The 133-pounder faced off against No. 5 Micky Phillippi, who entered the bout with a perfect 9-0 record. But, within 30 seconds of the first period, Sandoval — the clear underdog — nearly blemished Phillippi’s pristine start to the season.
He attacked, taking control of Phillippi’s right arm from the neutral position, eventually flipping him over for a fall count. Sandoval couldn’t hold it, but he was awarded two points for the takedown and four near-fall points to go up 6-0 in the bout. Phillippi worked his way back, though, eventually securing an 8-6 decision.
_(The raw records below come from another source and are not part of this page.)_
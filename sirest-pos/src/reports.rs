//! Sales reports and cash closing
//!
//! All sums run in `Decimal` and are rounded to cents once at the end.
//! Payments recorded without a breakdown are split with
//! [`PaymentBreakdown::reconstruct`] and counted as estimated.

use chrono::{DateTime, NaiveDate, Utc};
use rust_decimal::Decimal;
use serde::Serialize;
use shared::error::{AppError, AppResult};
use shared::models::{CashClosing, Payment, PaymentBreakdown, PaymentMethod, PaymentMethodBreakdown};
use shared::money::{to_decimal, to_f64};
use shared::order::{Order, OrderStatus};
use shared::validation::{MAX_NOTE_LEN, validate_optional_text};
use std::collections::{HashMap, HashSet};

pub use shared::money::change_due;

/// How many products the ranking keeps
pub const TOP_PRODUCTS: usize = 5;

/// One row of the best-sellers ranking
#[derive(Debug, Clone, PartialEq, Serialize)]
pub struct TopProduct {
    pub name: String,
    pub quantity: u32,
    pub revenue: f64,
}

/// Breakdown of a payment, rebuilt from the total when none was stored
pub fn effective_breakdown(payment: &Payment) -> (PaymentBreakdown, bool) {
    match payment.breakdown {
        Some(b) => (b, false),
        None => (PaymentBreakdown::reconstruct(payment.total), true),
    }
}

/// Day totals for the cashier and administrator screens
#[derive(Debug, Clone, PartialEq, Serialize)]
pub struct SalesSummary {
    pub business_date: NaiveDate,
    pub payment_count: u32,
    pub total_sales: f64,
    pub total_subtotal: f64,
    pub total_service: f64,
    pub total_tax: f64,
    pub total_tips: f64,
    pub average_ticket: f64,
    /// Every payment method, including the ones with no payments
    pub by_method: Vec<PaymentMethodBreakdown>,
    /// Orders created that day, per status
    pub orders_by_status: Vec<(OrderStatus, usize)>,
    pub top_products: Vec<TopProduct>,
    pub estimated_payments: u32,
}

#[derive(Default)]
struct MethodTotals {
    amount: Decimal,
    count: u32,
}

impl SalesSummary {
    /// Summarize the payments made on `date` (UTC) and the orders created that day
    pub fn for_date(date: NaiveDate, orders: &[Order], payments: &[Payment]) -> Self {
        let day_payments: Vec<&Payment> = payments
            .iter()
            .filter(|p| p.created_at.date_naive() == date)
            .collect();

        let mut sales = Decimal::ZERO;
        let mut subtotal = Decimal::ZERO;
        let mut service = Decimal::ZERO;
        let mut tax = Decimal::ZERO;
        let mut tips = Decimal::ZERO;
        let mut estimated = 0u32;
        let mut methods: HashMap<PaymentMethod, MethodTotals> = HashMap::new();

        for payment in &day_payments {
            let (breakdown, approximate) = effective_breakdown(payment);
            if approximate {
                estimated += 1;
            }
            sales += to_decimal(payment.total);
            subtotal += to_decimal(breakdown.subtotal);
            service += to_decimal(breakdown.service_charge);
            tax += to_decimal(breakdown.tax);
            tips += to_decimal(breakdown.tip);

            let entry = methods.entry(payment.method).or_default();
            entry.amount += to_decimal(payment.total);
            entry.count += 1;
        }

        let by_method = PaymentMethod::ALL
            .iter()
            .map(|method| {
                let totals = methods.remove(method).unwrap_or_default();
                PaymentMethodBreakdown {
                    method: *method,
                    amount: to_f64(totals.amount),
                    count: totals.count,
                }
            })
            .collect();

        let payment_count = day_payments.len() as u32;
        let average_ticket = if payment_count == 0 {
            0.0
        } else {
            to_f64(sales / Decimal::from(payment_count))
        };

        let day_orders: Vec<&Order> = orders
            .iter()
            .filter(|o| o.created_at.date_naive() == date)
            .collect();
        let orders_by_status = OrderStatus::ALL
            .iter()
            .map(|s| (*s, day_orders.iter().filter(|o| o.status == *s).count()))
            .collect();

        let paid_ids: HashSet<&str> = day_payments.iter().map(|p| p.order_id.as_str()).collect();
        let sold: Vec<&Order> = orders
            .iter()
            .filter(|o| paid_ids.contains(o.id.as_str()))
            .collect();

        Self {
            business_date: date,
            payment_count,
            total_sales: to_f64(sales),
            total_subtotal: to_f64(subtotal),
            total_service: to_f64(service),
            total_tax: to_f64(tax),
            total_tips: to_f64(tips),
            average_ticket,
            by_method,
            orders_by_status,
            top_products: top_products(&sold, TOP_PRODUCTS),
            estimated_payments: estimated,
        }
    }

    /// Summary for the current UTC day
    pub fn today(orders: &[Order], payments: &[Payment]) -> Self {
        Self::for_date(Utc::now().date_naive(), orders, payments)
    }

    pub fn method(&self, method: PaymentMethod) -> Option<&PaymentMethodBreakdown> {
        self.by_method.iter().find(|m| m.method == method)
    }

    /// Cash the drawer should hold. Change handed out is already netted:
    /// a cash payment keeps `received - change`, which is its total.
    pub fn expected_cash(&self) -> f64 {
        self.method(PaymentMethod::Cash)
            .map(|m| m.amount)
            .unwrap_or_default()
    }
}

/// Best sellers by quantity, revenue breaking ties, then name
pub fn top_products<'a>(orders: &[&'a Order], limit: usize) -> Vec<TopProduct> {
    let mut acc: HashMap<&'a str, (u32, Decimal)> = HashMap::new();
    for order in orders {
        for item in &order.items {
            let entry = acc.entry(item.name.as_str()).or_default();
            entry.0 += item.quantity;
            entry.1 += to_decimal(item.price) * Decimal::from(item.quantity);
        }
    }
    let mut ranked: Vec<TopProduct> = acc
        .into_iter()
        .map(|(name, (quantity, revenue))| TopProduct {
            name: name.to_string(),
            quantity,
            revenue: to_f64(revenue),
        })
        .collect();
    ranked.sort_by(|a, b| {
        b.quantity
            .cmp(&a.quantity)
            .then(b.revenue.total_cmp(&a.revenue))
            .then_with(|| a.name.cmp(&b.name))
    });
    ranked.truncate(limit);
    ranked
}

/// Builds the end-of-shift [`CashClosing`] from a day's summary
#[derive(Debug, Clone)]
pub struct CashClosingBuilder {
    summary: SalesSummary,
    counted_cash: f64,
    note: Option<String>,
}

impl CashClosingBuilder {
    pub fn new(summary: SalesSummary) -> Self {
        Self {
            summary,
            counted_cash: 0.0,
            note: None,
        }
    }

    /// Cash counted in the drawer
    pub fn counted(mut self, amount: f64) -> Self {
        self.counted_cash = amount;
        self
    }

    pub fn note(mut self, note: impl Into<String>) -> Self {
        self.note = Some(note.into()).filter(|n: &String| !n.trim().is_empty());
        self
    }

    pub fn build(self, generated_by: &str, generated_at: DateTime<Utc>) -> AppResult<CashClosing> {
        if !self.counted_cash.is_finite() || self.counted_cash < 0.0 {
            return Err(AppError::validation(format!(
                "counted cash must be a non-negative amount, got {}",
                self.counted_cash
            )));
        }
        validate_optional_text(&self.note, "note", MAX_NOTE_LEN)?;
        if generated_by.trim().is_empty() {
            return Err(AppError::required("generated_by"));
        }

        let expected = self.summary.expected_cash();
        let difference = to_f64(to_decimal(self.counted_cash) - to_decimal(expected));
        let s = self.summary;
        Ok(CashClosing {
            id: None,
            business_date: s.business_date,
            payment_count: s.payment_count,
            total_sales: s.total_sales,
            total_subtotal: s.total_subtotal,
            total_service: s.total_service,
            total_tax: s.total_tax,
            total_tips: s.total_tips,
            by_method: s.by_method,
            expected_cash: expected,
            counted_cash: shared::money::round_f64(self.counted_cash),
            difference,
            estimated_payments: s.estimated_payments,
            generated_by: generated_by.to_string(),
            generated_at,
            note: self.note,
        })
    }
}

#[cfg(test)]
mod tests {
    use super::*;
    use chrono::TimeZone;
    use shared::models::ChargeRates;
    use shared::order::OrderItem;

    fn at(day: u32, hour: u32) -> DateTime<Utc> {
        Utc.with_ymd_and_hms(2026, 3, day, hour, 0, 0).unwrap()
    }

    fn order(id: &str, items: Vec<OrderItem>, status: OrderStatus, day: u32) -> Order {
        let subtotal = shared::order::items_subtotal(&items);
        Order {
            id: id.into(),
            table_number: Some(1),
            items,
            subtotal,
            note: None,
            status,
            created_by: "mesero".into(),
            created_by_name: None,
            customer_name: None,
            customer_phone: None,
            created_at: at(day, 12),
            updated_at: None,
            version: 1,
        }
    }

    fn payment(id: &str, order_id: &str, subtotal: f64, method: PaymentMethod, day: u32) -> Payment {
        let breakdown = PaymentBreakdown::compute(subtotal, ChargeRates::default(), false, 0.0);
        Payment {
            id: id.into(),
            order_id: order_id.into(),
            breakdown: Some(breakdown),
            total: breakdown.total(),
            method,
            received: None,
            change: None,
            created_by: "cajero".into(),
            created_at: at(day, 14),
            idempotency_key: None,
        }
    }

    fn fixture() -> (Vec<Order>, Vec<Payment>) {
        let orders = vec![
            order("o1", vec![OrderItem::new("p1", "Ajiaco", 100.0, 1)], OrderStatus::Paid, 10),
            order(
                "o2",
                vec![
                    OrderItem::new("p2", "Limonada", 5.0, 4),
                    OrderItem::new("p1", "Ajiaco", 100.0, 1),
                ],
                OrderStatus::Paid,
                10,
            ),
            order("o3", vec![OrderItem::new("p3", "Arepa", 3.0, 2)], OrderStatus::Pending, 10),
            order("o4", vec![OrderItem::new("p3", "Arepa", 3.0, 9)], OrderStatus::Paid, 9),
        ];
        let payments = vec![
            payment("pay1", "o1", 100.0, PaymentMethod::Cash, 10),
            payment("pay2", "o2", 120.0, PaymentMethod::Card, 10),
            payment("pay3", "o4", 27.0, PaymentMethod::Cash, 9),
        ];
        (orders, payments)
    }

    #[test]
    fn test_summary_for_date() {
        let (orders, payments) = fixture();
        let date = NaiveDate::from_ymd_opt(2026, 3, 10).unwrap();
        let s = SalesSummary::for_date(date, &orders, &payments);

        assert_eq!(s.payment_count, 2);
        assert_eq!(s.total_sales, 261.8);
        assert_eq!(s.total_subtotal, 220.0);
        assert_eq!(s.total_tax, 41.8);
        assert_eq!(s.average_ticket, 130.9);
        assert_eq!(s.estimated_payments, 0);

        assert_eq!(s.by_method.len(), 4);
        let cash = s.method(PaymentMethod::Cash).unwrap();
        assert_eq!((cash.amount, cash.count), (119.0, 1));
        assert_eq!(s.method(PaymentMethod::Qr).unwrap().count, 0);

        assert!(s.orders_by_status.contains(&(OrderStatus::Paid, 2)));
        assert!(s.orders_by_status.contains(&(OrderStatus::Pending, 1)));

        // o4 was paid on another day
        assert_eq!(s.top_products[0].name, "Limonada");
        assert_eq!(s.top_products[0].quantity, 4);
        assert_eq!(s.top_products[1].name, "Ajiaco");
        assert_eq!(s.top_products[1].revenue, 200.0);
        assert_eq!(s.top_products.len(), 2);
    }

    #[test]
    fn test_summary_counts_estimated_payments() {
        let (orders, mut payments) = fixture();
        payments[0].breakdown = None;
        payments[0].total = 129.0;
        let date = NaiveDate::from_ymd_opt(2026, 3, 10).unwrap();
        let s = SalesSummary::for_date(date, &orders, &payments);
        assert_eq!(s.estimated_payments, 1);
        assert_eq!(s.total_service, 10.0);
        assert_eq!(s.total_sales, 271.8);
    }

    #[test]
    fn test_empty_day() {
        let date = NaiveDate::from_ymd_opt(2026, 1, 1).unwrap();
        let s = SalesSummary::for_date(date, &[], &[]);
        assert_eq!(s.payment_count, 0);
        assert_eq!(s.average_ticket, 0.0);
        assert!(s.top_products.is_empty());
        assert_eq!(s.expected_cash(), 0.0);
    }

    #[test]
    fn test_cash_closing_difference() {
        let (orders, payments) = fixture();
        let date = NaiveDate::from_ymd_opt(2026, 3, 10).unwrap();
        let summary = SalesSummary::for_date(date, &orders, &payments);

        let closing = CashClosingBuilder::new(summary.clone())
            .counted(115.5)
            .note("faltante en monedas")
            .build("cajero", at(10, 22))
            .unwrap();
        assert_eq!(closing.expected_cash, 119.0);
        assert_eq!(closing.counted_cash, 115.5);
        assert_eq!(closing.difference, -3.5);
        assert_eq!(closing.total_sales, 261.8);
        assert_eq!(closing.note.as_deref(), Some("faltante en monedas"));

        let err = CashClosingBuilder::new(summary)
            .counted(f64::NAN)
            .build("cajero", at(10, 22))
            .unwrap_err();
        assert_eq!(err.code, shared::error::ErrorCode::ValidationFailed);
    }

    #[test]
    fn test_change_due_reexport() {
        assert_eq!(change_due(119.0, 150.0), Some(31.0));
    }
}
But Friday’s performance was still uncharacteristic for the Terps. Despite a 27-10 loss to the Panthers, three Maryland wrestlers were within a takedown or striking distance to win their bouts, including Sandoval — a promising effort against the No. 10 team in the country that has the program trending in the right direction.
“I don’t believe in moral victories,” coach Alex Clemsen said. “Losing sucks. I frickin’ hate it. With that said, the only way we’re going to win, in this sport, is to fight tremendously hard and up and down our lineup, all 10 kids had good fights and put themselves in the match.”
Among the other close bouts, 141-pounder Hunter Baxter was 30 seconds away from an upset over 141-pounder No. 19 Cole Matthews, but he was pinned with seven seconds left in the third period.
Maryland suffered its own upset defeat in the 174-pound matchup as No. 20 Philip Spadafora, seconds away from clinching the Terps’ third win of the night, was taken down, losing 5-4 at the buzzer to Gregg Harvey.
However, 157-pounder Jahi Jones had already done the same to Pittsburgh, knocking off No. 11 Taleb Rahmani in a low-scoring 3-2 decision after fighting off a last-second takedown attempt in the third period.
“I think that just comes with grit,” Jones said. “I’ve been in that position in practice a thousand times, so I wasn’t the slightest bit worried that I was gonna give up a takedown.”
The redshirt senior has had a front-row seat to Maryland’s struggles since joining the Big Ten, as the Terps have gone 15-57 during his tenure, with just one conference dual win.
Despite the lack of success the team has had in recent years, Jones saw Friday’s match as a step forward.
“We’re going in the right direction,” Jones said. “You can’t just turn that around overnight.”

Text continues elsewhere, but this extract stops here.